Repeat the material below. Keep every line exactly as written.

● The data:
____

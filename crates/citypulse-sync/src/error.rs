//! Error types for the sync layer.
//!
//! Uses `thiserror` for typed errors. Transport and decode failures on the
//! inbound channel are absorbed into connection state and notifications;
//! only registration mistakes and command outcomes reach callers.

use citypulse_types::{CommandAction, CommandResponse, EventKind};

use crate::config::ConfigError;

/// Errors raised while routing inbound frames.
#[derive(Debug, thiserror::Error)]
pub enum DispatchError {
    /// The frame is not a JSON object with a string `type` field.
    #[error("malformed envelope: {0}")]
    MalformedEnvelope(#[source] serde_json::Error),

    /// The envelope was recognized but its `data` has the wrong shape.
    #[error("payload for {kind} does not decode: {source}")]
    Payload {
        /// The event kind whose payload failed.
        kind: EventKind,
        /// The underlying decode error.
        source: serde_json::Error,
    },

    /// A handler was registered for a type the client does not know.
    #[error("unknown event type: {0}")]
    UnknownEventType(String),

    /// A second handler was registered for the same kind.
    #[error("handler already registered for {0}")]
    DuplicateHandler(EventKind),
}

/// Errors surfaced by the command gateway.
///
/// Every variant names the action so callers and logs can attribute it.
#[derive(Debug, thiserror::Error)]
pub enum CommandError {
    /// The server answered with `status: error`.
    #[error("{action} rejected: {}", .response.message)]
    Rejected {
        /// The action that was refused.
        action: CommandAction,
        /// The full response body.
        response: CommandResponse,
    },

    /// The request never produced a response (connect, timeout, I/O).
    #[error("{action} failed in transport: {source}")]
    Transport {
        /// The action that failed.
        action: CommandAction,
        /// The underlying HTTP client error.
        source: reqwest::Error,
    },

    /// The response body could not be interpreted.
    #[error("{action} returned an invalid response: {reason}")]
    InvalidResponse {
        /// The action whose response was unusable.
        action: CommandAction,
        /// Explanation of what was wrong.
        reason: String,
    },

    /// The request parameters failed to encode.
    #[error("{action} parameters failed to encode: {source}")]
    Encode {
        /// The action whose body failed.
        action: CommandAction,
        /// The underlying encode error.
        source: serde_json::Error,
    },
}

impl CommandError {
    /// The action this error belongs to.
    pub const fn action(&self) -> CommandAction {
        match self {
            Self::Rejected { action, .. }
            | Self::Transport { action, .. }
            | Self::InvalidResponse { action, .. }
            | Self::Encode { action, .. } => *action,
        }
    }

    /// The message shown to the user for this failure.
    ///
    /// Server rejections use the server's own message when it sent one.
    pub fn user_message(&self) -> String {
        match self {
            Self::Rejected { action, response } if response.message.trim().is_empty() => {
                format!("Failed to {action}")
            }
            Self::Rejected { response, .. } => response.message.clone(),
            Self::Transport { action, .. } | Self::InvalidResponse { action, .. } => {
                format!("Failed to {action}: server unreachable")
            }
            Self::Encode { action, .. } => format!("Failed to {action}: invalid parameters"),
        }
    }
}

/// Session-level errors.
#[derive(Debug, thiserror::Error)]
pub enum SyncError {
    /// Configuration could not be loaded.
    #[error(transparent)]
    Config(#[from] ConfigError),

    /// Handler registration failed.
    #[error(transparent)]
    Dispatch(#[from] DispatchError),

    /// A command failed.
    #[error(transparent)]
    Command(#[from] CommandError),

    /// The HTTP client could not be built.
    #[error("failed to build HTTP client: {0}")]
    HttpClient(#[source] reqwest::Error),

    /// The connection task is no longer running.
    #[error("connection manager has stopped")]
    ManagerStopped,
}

____

● Answer space:
filename crates/citypulse-sync/src/error.rs
//! Error types for the sync layer.
//!
//! Uses `thiserror` for typed errors. Transport and decode failures on the
//! inbound channel are absorbed into connection state and notifications;
//! only registration mistakes and command outcomes reach callers.

use citypulse_types::{CommandAction, CommandResponse, EventKind};

use crate::config::ConfigError;

/// Errors raised while routing inbound frames.
#[derive(Debug, thiserror::Error)]
pub enum DispatchError {
    /// The frame is not a JSON object with a string `type` field.
    #[error("malformed envelope: {0}")]
    MalformedEnvelope(#[source] serde_json::Error),

    /// The envelope was recognized but its `data` has the wrong shape.
    #[error("payload for {kind} does not decode: {source}")]
    Payload {
        /// The event kind whose payload failed.
        kind: EventKind,
        /// The underlying decode error.
        source: serde_json::Error,
    },

    /// A handler was registered for a type the client does not know.
    #[error("unknown event type: {0}")]
    UnknownEventType(String),

    /// A second handler was registered for the same kind.
    #[error("handler already registered for {0}")]
    DuplicateHandler(EventKind),
}

/// Errors surfaced by the command gateway.
///
/// Every variant names the action so callers and logs can attribute it.
#[derive(Debug, thiserror::Error)]
pub enum CommandError {
    /// The server answered with `status: error`.
    #[error("{action} rejected: {}", .response.message)]
    Rejected {
        /// The action that was refused.
        action: CommandAction,
        /// The full response body.
        response: CommandResponse,
    },

    /// The request never produced a response (connect, timeout, I/O).
    #[error("{action} failed in transport: {source}")]
    Transport {
        /// The action that failed.
        action: CommandAction,
        /// The underlying HTTP client error.
        source: reqwest::Error,
    },

    /// The response body could not be interpreted.
    #[error("{action} returned an invalid response: {reason}")]
    InvalidResponse {
        /// The action whose response was unusable.
        action: CommandAction,
        /// Explanation of what was wrong.
        reason: String,
    },

    /// The request parameters failed to encode.
    #[error("{action} parameters failed to encode: {source}")]
    Encode {
        /// The action whose body failed.
        action: CommandAction,
        /// The underlying encode error.
        source: serde_json::Error,
    },
}

impl CommandError {
    /// The action this error belongs to.
    pub const fn action(&self) -> CommandAction {
        match self {
            Self::Rejected { action, .. }
            | Self::Transport { action, .. }
            | Self::InvalidResponse { action, .. }
            | Self::Encode { action, .. } => *action,
        }
    }

    /// The message shown to the user for this failure.
    ///
    /// Server rejections use the server's own message when it sent one.
    pub fn user_message(&self) -> String {
        match self {
            Self::Rejected { action, response } if response.message.trim().is_empty() => {
                format!("Failed to {action}")
            }
            Self::Rejected { response, .. } => response.message.clone(),
            Self::Transport { action, .. } | Self::InvalidResponse { action, .. } => {
                format!("Failed to {action}: server unreachable")
            }
            Self::Encode { action, .. } => format!("Failed to {action}: invalid parameters"),
        }
    }
}

/// Session-level errors.
#[derive(Debug, thiserror::Error)]
pub enum SyncError {
    /// Configuration could not be loaded.
    #[error(transparent)]
    Config(#[from] ConfigError),

    /// Handler registration failed.
    #[error(transparent)]
    Dispatch(#[from] DispatchError),

    /// A command failed.
    #[error(transparent)]
    Command(#[from] CommandError),

    /// The HTTP client could not be built.
    #[error("failed to build HTTP client: {0}")]
    HttpClient(#[source] reqwest::Error),

    /// The connection task is no longer running.
    #[error("connection manager has stopped")]
    ManagerStopped,
}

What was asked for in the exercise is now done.